Columbiabad Neukölln: Anarchie am Sprungturm
Aggressive Flashmobs in Freibädern sind keine Seltenheit mehr. Die Bäderbetriebe suchen nach einem Ausweg. Die Gewerkschaft beklagt Personalmangel.
Sie verabredeten sich zum „Sturm auf den Sprungturm“, eine Form von Flashmob, vermutet der Sprecher der Berliner Bäderbetriebe, Matthias Oloew.

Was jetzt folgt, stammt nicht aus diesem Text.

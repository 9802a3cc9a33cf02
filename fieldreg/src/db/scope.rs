//! チーム割り当てテーブルによるスコープ解決

use crate::common::error::{RegistryError, RegistryResult};
use crate::db::traits::ScopeResolver;
use async_trait::async_trait;
use sqlx::SqlitePool;

/// `team_assignments`を参照するScopeResolver
#[derive(Clone)]
pub struct SqliteScopeResolver {
    pool: SqlitePool,
}

impl SqliteScopeResolver {
    /// 新しいインスタンスを作成
    pub fn new(pool: SqlitePool) -> Self {
        Self { pool }
    }

    /// 割り当てを追加（既存なら何もしない）
    pub async fn assign(&self, supervisor_id: &str, owner_id: &str) -> RegistryResult<()> {
        sqlx::query(
            "INSERT OR IGNORE INTO team_assignments (supervisor_id, owner_id) VALUES (?, ?)",
        )
        .bind(supervisor_id)
        .bind(owner_id)
        .execute(&self.pool)
        .await
        .map_err(|e| RegistryError::from_sqlx("Failed to insert team assignment", e))?;
        Ok(())
    }
}

#[async_trait]
impl ScopeResolver for SqliteScopeResolver {
    async fn owned_entity_ids(&self, actor_id: &str) -> RegistryResult<Vec<String>> {
        sqlx::query_scalar::<_, String>(
            "SELECT owner_id FROM team_assignments WHERE supervisor_id = ? ORDER BY owner_id",
        )
        .bind(actor_id)
        .fetch_all(&self.pool)
        .await
        .map_err(|e| RegistryError::from_sqlx("Failed to resolve team scope", e))
    }
}
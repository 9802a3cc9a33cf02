//! ロギング初期化
//!
//! 標準出力とデータディレクトリ配下の日次ローテーションファイルへ出力する。

use crate::config::{get_data_dir, get_env_with_fallback_or};
use std::path::{Path, PathBuf};
use tracing_appender::non_blocking::WorkerGuard;
use tracing_subscriber::{layer::SubscriberExt, util::SubscriberInitExt, EnvFilter};

/// ログファイル名のプレフィックス
pub const LOG_FILE_PREFIX: &str = "fieldreg.log";

/// ログディレクトリ
pub fn log_dir(data_dir: &Path) -> PathBuf {
    data_dir.join("logs")
}

/// `FIELDREG_LOG_LEVEL`（旧: `RUST_LOG`）からフィルタを構築
pub fn build_filter() -> EnvFilter {
    let level = get_env_with_fallback_or("FIELDREG_LOG_LEVEL", "RUST_LOG", "info");
    EnvFilter::try_new(&level).unwrap_or_else(|_| EnvFilter::new("info"))
}

/// tracingサブスクライバーを初期化
///
/// 戻り値のガードはプロセス終了まで保持すること（drop時に未書き込みログをフラッシュする）。
pub fn init() -> anyhow::Result<WorkerGuard> {
    let dir = log_dir(&get_data_dir());
    std::fs::create_dir_all(&dir)?;

    let file_appender = tracing_appender::rolling::daily(&dir, LOG_FILE_PREFIX);
    let (file_writer, guard) = tracing_appender::non_blocking(file_appender);

    tracing_subscriber::registry()
        .with(build_filter())
        .with(tracing_subscriber::fmt::layer())
        .with(
            tracing_subscriber::fmt::layer()
                .with_ansi(false)
                .with_writer(file_writer),
        )
        .try_init()?;

    Ok(guard)
}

Der Sprungturm ist die Gefahrenzone eines Bades, mit erhöhtem Verletzungsrisiko, wenn Regeln missachtet werden. „Wenn Leute durcheinander springen, kann das bei einer Querschnittslähmung enden“, sagt Oloew.
An drei Tagen hintereinander rief der Leiter des Neuköllner Columbiabades die Polizei, um den besetzten Turm räumen zu lassen, damit war der Badebetrieb insgesamt beendet. Einen ähnlichen Fall gab es 2013 im Sommerbad Pankow. Als Konsequenz durften nur noch Familien hinein, was viel Protest auslöste und bald wieder aufgehoben wurde.
5000 Besucher kommen an heißen Tagen
Diesmal hielten rund 20 bis 40 Jugendliche „mit Migrationshintergrund“ den Sprungturm besetzt, passiv unterstützt von einer größeren Zuschauermenge. Die Sicherheitskräfte und das Badpersonal riefen die Polizei zu Hilfe. „Sie haben genau das Richtige getan“, erklärte Oloew. An den heißen Pfingsttagen war das Bad mit rund 5000 Besuchern gut gefüllt, auch in anderen Bädern gab es wie berichtet großes Gedränge.
18 bis 24 externe Sicherheitsleute und ebenso viele Schwimmmeister und Kassierer halten sich normalerweise im Bad auf, sagte Oloew. Künftig sollen auch wieder Konfliktlotsen eingesetzt werden, die befänden sich derzeit noch in der Ausbildung. Das Konfliktlotsen-Projekt „Cool am Pool“ gibt es seit 2011.
Vorschlag: Personalisierte Eintrittskarten
Als direkte Konsequenz aus dem Vorfall sollen die Sicherheitsleute künftig schon vor dem Bad Präsenz zeigen. Über weitere Maßnahmen sei man im Gespräch mit der Polizei. Den Vorschlag aus der Tagesspiegel-Community, personalisierte Eintrittskarten mit Lichtbild auszustellen, um Hausverbote besser durchsetzen zu können, wies Oloew als zu kompliziert zurück. „Dann werden die Schlangen vor den Kassen noch länger.“
Die Gewerkschaft Verdi erklärte, die Polizeieinsätze seien auch “Ergebnis eines eklatanten Personalmangels“. Die Bäderbetriebe würden den alten „Sommerbad-Tarifvertrag“ nicht mehr anwenden, sagte Verdi-Bereichsleiter Werner Roepke, deswegen komme es gerade an Wochenenden und Feiertagen zu Engpässen. Der alte Tarifvertrag habe den Mitarbeitern eine pauschale Zulage gewährt, wenn sie bereit waren, an sonnigen Wochenenden länger zu arbeiten.
"Bäderbetriebe stehen kurz vor der Insolvenz"
Die Bäderbetriebe bestreiten einen Zusammenhang zwischen Polizeieinsätzen und Personalmangel. An den Pfingsttagen sei Personal aus den Hallenbädern abgezogen worden, um Lücken in den Sommerbädern zu schließen. Die Öffnungszeiten der Hallenbäder zu reduzieren, entspreche zwar nicht den eigenen Vorgaben, sei aber wegen der angespannten Finanzsituation notwendig geworden. Im Frühjahr wurden drei Bäder nach Sanierung wieder geöffnet, dafür müssten eigentlich 60 neue Stellen ausgeschrieben werden, aber es fehle am Geld, sagte Oloew. „Die Bäderbetriebe stehen immer kurz vor der Insolvenz.“
Der „Sommerbad-Tarifvertrag“ stamme aus den 60er Jahren und sei wegen pauschaler Zulagen von 33 Prozent auf das normale Monatsgehalt vom Landesrechnungshof gerügt worden, sagte Oloew. Gezahlt wurde nämlich auch, wenn wegen schlechten Wetters keine Mehrarbeit anfiel. Hensing wolle künftig nach dem Tarifmodell für den Öffentlichen Dienst Mehrarbeit nur dann bezahlen, wenn sie konkret anfällt. Das lehnt Verdi ab.
Gerüchte, dass wegen Personalmangels und aggressiver Gäste bestimmte Attraktionen wie Sprungturm oder Rutsche künftig komplett gesperrt werden könnten, wies Oloew zurück.